The subsequent two articles are related to the HRM policy and leadership issues that arose during the COVID-19 pandemic. In the third piece, Wong and Cheung report the findings of an online survey-based study in Singapore, conducted to explore the impacts of goal alignment regarding work-from-home (WFH) arrangements on employees’ wellbeing and turnover intentions. The results demonstrate the benefits of adopting WFH policies as means for improving employees’ personal and family wellbeing and reducing their turnover intention, as mediated by employees’ levels of work engagement, so long as those WFH policies are sufficiently flexible to enable their alignment with the employees’ goals. Wong and Cheung also recommend that employers provide training programmes and other targeted support to equip employees for work engagement while at home.

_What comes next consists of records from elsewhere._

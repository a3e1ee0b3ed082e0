use serde_json::{Number, Value};
use std::borrow::Cow;

/// Return the text form of a [`Value`], as used for output and string
/// concatenation.
///
/// - `null` becomes an empty string.
/// - Numbers are written in their shortest decimal form, so `3.0` is `3`.
/// - Arrays are written as their items separated by commas.
/// - Objects are written as `[object Object]`.
pub fn stringify(value: &Value) -> Cow<'_, str> {
    match value {
        Value::Null => Cow::Borrowed(""),
        Value::Bool(bool) => Cow::Borrowed(if *bool { "true" } else { "false" }),
        Value::Number(number) => Cow::Owned(stringify_number(number)),
        Value::String(string) => Cow::Borrowed(string),
        Value::Array(array) => {
            let mut buffer = String::new();
            for (index, item) in array.iter().enumerate() {
                if index > 0 {
                    buffer.push(',');
                }
                buffer.push_str(&stringify(item));
            }
            Cow::Owned(buffer)
        }
        Value::Object(_) => Cow::Borrowed("[object Object]"),
    }
}

/// Return the text form of a [`Value`] used as an operand of `+`, or as an
/// argument to a method.
///
/// Identical to [`stringify`], except that `null` is written as `null`.
pub fn stringify_operand(value: &Value) -> Cow<'_, str> {
    match value {
        Value::Null => Cow::Borrowed("null"),
        value => stringify(value),
    }
}

/// Return the shortest decimal form of a [`Number`].
pub fn stringify_number(number: &Number) -> String {
    if let Some(integer) = number.as_i64() {
        return integer.to_string();
    }
    if let Some(integer) = number.as_u64() {
        return integer.to_string();
    }

    number.as_f64().map(stringify_float).unwrap_or_default()
}

/// Return the shortest decimal form of a finite `f64`.
///
/// Numbers with a decimal exponent of at least 21, or below -6, are written
/// in exponential form such as `1e+21` or `1.5e-7`.
fn stringify_float(float: f64) -> String {
    if float == 0.0 {
        return String::from("0");
    }

    // The exponential form holds the shortest digits that round trip.
    let exponential = format!("{:e}", float.abs());
    let (mantissa, exponent) = exponential
        .split_once('e')
        .unwrap_or((exponential.as_str(), "0"));
    let digits: String = mantissa.chars().filter(|c| *c != '.').collect();
    let length = digits.len() as i32;
    // Position of the decimal point relative to the first digit.
    let point = exponent.parse::<i32>().unwrap_or(0) + 1;

    let mut text = String::new();
    if float < 0.0 {
        text.push('-');
    }
    if length <= point && point <= 21 {
        text.push_str(&digits);
        text.push_str(&"0".repeat((point - length) as usize));
    } else if 0 < point && point <= 21 {
        let (whole, fraction) = digits.split_at(point as usize);
        text.push_str(whole);
        text.push('.');
        text.push_str(fraction);
    } else if -6 < point && point <= 0 {
        text.push_str("0.");
        text.push_str(&"0".repeat(-point as usize));
        text.push_str(&digits);
    } else {
        let (first, rest) = digits.split_at(1);
        text.push_str(first);
        if !rest.is_empty() {
            text.push('.');
            text.push_str(rest);
        }
        let sign = if point > 0 { '+' } else { '-' };
        text.push_str(&format!("e{sign}{}", (point - 1).abs()));
    }

    text
}

/// Convert an `f64` into a [`Value::Number`].
///
/// Whole numbers are stored as integers so they compare and print the same
/// way as numbers that came from the context. Returns `None` when the number
/// is not finite.
pub fn number_value(number: f64) -> Option<Value> {
    if number.fract() == 0.0 && number.abs() < 9_007_199_254_740_992.0 {
        return Some(Value::Number(Number::from(number as i64)));
    }

    Number::from_f64(number).map(Value::Number)
}

/// Return a human readable name for the type of a [`Value`].
pub fn type_name(value: &Value) -> &'static str {
    match value {
        Value::Null => "null",
        Value::Bool(_) => "boolean",
        Value::Number(_) => "number",
        Value::String(_) => "string",
        Value::Array(_) => "array",
        Value::Object(_) => "object",
    }
}

#[cfg(test)]
mod tests {
    use super::{number_value, stringify, stringify_operand};
    use serde_json::{json, Value};

    #[test]
    fn test_stringify_scalars() {
        assert_eq!(stringify(&Value::Null), "");
        assert_eq!(stringify(&json!(true)), "true");
        assert_eq!(stringify(&json!(12)), "12");
        assert_eq!(stringify(&json!(-4)), "-4");
        assert_eq!(stringify(&json!(3.0)), "3");
        assert_eq!(stringify(&json!(0.5)), "0.5");
        assert_eq!(stringify(&json!("hey")), "hey");
    }

    #[test]
    fn test_stringify_floats() {
        assert_eq!(stringify(&json!(34.125)), "34.125");
        assert_eq!(stringify(&json!(-0.25)), "-0.25");
        assert_eq!(stringify(&json!(1e21)), "1e+21");
        assert_eq!(stringify(&json!(1.5e300)), "1.5e+300");
        assert_eq!(stringify(&json!(123e18)), "123000000000000000000");
        assert_eq!(stringify(&json!(0.000001)), "0.000001");
        assert_eq!(stringify(&json!(1.5e-7)), "1.5e-7");
        assert_eq!(stringify(&json!(-0.0)), "0");
    }

    #[test]
    fn test_stringify_operand() {
        assert_eq!(stringify_operand(&Value::Null), "null");
        assert_eq!(stringify_operand(&json!([1, null])), "1,");
        assert_eq!(stringify_operand(&json!(2.5)), "2.5");
    }

    #[test]
    fn test_stringify_containers() {
        assert_eq!(stringify(&json!(["a", 1, null, ["b", "c"]])), "a,1,,b,c");
        assert_eq!(stringify(&json!({ "a": 1 })), "[object Object]");
    }

    #[test]
    fn test_number_value() {
        assert_eq!(number_value(4.0), Some(json!(4)));
        assert_eq!(number_value(-0.25), Some(json!(-0.25)));
        assert_eq!(number_value(f64::INFINITY), None);
        assert_eq!(number_value(f64::NAN), None);
    }
}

In the fourth piece, Khurshid, Wu, and Snell conduct a multiple case study to identify four types of ethics-related leadership practices, namely ethical, authentic, exemplary, and servant leadership, that were perceived by their interviewees to have been adopted during COVID-19. Khurshid et al. analyze that the underlying moral foundations for these leadership practices comprised equity-based justice, informational and interactional justice, ethics of care for employees, and concern for non-employee stakeholders’ wellbeing. Their discoveries serve to provide a better understanding of how organizations can promote responsible leadership behaviours during crisis. This analysis may engender hope that as the post-pandemic era unfolds, some of the best firms, alluded to in Fraedrich’s prologue, may embrace responsible leadership behaviours as their new-normal modus operandi.

In the final piece, Mak identifies the motivations for corporations to pursue creating shared value (CSV) initiatives during and after the COVID-19 pandemic. Her qualitative thematic analysis of 54 cases identifies and classifies some internal and external triggers of CSV. While the former tend to emphasize economic benefits (e.g., profit, efficiency, differentiation), the latter are mainly driven by social and philanthropic considerations, including environmental protection, human rights, public health, and social justice. Amid her conclusions, Mak implies that SDGs, such as SDG 3 (good health and wellbeing) and SDG 8 (decent work and economic growth), are potentially useful resources for guiding firms’ CSV initiatives (Table 1).